Material to process
———

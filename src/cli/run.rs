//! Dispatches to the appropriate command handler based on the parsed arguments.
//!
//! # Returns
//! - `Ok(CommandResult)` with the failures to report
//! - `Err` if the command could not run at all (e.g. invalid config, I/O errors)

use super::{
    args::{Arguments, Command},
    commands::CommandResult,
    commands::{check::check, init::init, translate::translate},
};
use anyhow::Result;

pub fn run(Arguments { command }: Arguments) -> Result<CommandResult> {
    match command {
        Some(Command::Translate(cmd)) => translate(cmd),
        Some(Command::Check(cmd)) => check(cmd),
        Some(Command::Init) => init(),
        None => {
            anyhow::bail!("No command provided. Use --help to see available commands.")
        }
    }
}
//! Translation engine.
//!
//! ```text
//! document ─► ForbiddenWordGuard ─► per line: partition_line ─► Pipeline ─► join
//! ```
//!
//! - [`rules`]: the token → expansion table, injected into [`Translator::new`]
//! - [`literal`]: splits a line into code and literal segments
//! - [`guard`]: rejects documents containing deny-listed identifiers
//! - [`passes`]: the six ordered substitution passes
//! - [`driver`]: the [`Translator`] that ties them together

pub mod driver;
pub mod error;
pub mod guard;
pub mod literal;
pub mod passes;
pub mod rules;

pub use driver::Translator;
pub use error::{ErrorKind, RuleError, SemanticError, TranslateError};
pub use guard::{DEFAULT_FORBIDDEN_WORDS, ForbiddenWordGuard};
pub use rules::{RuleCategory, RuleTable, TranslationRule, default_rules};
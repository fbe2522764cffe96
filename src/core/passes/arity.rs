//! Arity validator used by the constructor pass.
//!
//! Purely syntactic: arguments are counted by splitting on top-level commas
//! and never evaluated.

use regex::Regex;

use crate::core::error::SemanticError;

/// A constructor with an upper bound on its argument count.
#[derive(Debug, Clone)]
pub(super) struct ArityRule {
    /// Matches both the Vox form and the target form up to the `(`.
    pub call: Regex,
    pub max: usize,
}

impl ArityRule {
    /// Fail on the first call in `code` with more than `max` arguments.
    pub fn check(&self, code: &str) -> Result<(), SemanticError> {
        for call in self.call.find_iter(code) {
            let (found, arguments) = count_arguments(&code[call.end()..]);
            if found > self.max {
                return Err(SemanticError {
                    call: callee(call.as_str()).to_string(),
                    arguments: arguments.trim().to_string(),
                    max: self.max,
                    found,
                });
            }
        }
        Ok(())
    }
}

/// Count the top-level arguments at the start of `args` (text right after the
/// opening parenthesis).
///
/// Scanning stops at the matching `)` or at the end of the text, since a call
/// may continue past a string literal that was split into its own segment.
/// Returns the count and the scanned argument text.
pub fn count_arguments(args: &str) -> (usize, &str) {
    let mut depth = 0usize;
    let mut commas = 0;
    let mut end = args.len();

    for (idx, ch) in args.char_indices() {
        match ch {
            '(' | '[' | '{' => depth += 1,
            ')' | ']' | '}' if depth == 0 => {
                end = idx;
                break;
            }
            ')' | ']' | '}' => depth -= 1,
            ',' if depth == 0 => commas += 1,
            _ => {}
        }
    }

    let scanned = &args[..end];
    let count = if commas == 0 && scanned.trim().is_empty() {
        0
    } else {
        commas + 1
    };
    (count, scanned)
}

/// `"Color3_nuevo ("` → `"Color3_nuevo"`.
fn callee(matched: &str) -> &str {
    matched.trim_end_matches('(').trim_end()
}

———

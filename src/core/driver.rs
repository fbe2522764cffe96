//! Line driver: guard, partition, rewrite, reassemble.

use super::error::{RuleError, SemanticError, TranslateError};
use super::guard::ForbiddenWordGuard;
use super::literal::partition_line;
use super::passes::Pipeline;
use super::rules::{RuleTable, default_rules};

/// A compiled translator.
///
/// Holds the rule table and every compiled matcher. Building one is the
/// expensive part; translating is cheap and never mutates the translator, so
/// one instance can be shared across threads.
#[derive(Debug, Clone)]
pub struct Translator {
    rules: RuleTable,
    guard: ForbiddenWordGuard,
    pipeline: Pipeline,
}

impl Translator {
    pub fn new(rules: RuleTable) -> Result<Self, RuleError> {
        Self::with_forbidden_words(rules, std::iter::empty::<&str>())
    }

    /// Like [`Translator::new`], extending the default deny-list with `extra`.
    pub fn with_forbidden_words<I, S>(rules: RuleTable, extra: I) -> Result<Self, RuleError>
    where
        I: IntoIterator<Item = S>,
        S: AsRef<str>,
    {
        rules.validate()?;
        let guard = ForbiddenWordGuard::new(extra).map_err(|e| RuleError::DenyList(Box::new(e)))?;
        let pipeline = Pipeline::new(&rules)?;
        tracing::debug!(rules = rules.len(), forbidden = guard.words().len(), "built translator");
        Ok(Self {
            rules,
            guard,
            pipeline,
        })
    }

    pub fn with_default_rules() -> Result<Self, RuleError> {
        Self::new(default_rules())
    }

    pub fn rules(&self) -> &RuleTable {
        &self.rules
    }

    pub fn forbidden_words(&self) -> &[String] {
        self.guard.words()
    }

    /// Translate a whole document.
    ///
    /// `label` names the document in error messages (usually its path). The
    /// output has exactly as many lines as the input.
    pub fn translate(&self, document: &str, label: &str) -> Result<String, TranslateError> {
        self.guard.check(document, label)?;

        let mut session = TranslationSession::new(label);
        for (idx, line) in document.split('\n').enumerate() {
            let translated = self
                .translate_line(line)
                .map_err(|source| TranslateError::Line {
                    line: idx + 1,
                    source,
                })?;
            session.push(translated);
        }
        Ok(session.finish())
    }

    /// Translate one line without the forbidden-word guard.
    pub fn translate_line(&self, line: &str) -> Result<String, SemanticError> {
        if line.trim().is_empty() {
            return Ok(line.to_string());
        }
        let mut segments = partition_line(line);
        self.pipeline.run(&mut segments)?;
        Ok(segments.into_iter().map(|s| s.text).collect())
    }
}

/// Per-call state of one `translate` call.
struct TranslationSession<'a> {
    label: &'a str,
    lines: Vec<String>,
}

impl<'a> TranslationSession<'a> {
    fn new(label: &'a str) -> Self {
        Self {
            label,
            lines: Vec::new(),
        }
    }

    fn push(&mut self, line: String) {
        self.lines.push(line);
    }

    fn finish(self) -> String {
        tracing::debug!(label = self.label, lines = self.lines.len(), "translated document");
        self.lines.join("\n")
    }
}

———

Your goal
The lines above from the one containing "right after the" through the one containing "let mut end = args.len();" are to be set down exactly, and no others.

Written answer
/// Count the top-level arguments at the start of `args` (text right after the
/// opening parenthesis).
///
/// Scanning stops at the matching `)` or at the end of the text, since a call
/// may continue past a string literal that was split into its own segment.
/// Returns the count and the scanned argument text.
pub fn count_arguments(args: &str) -> (usize, &str) {
    let mut depth = 0usize;
    let mut commas = 0;
    let mut end = args.len();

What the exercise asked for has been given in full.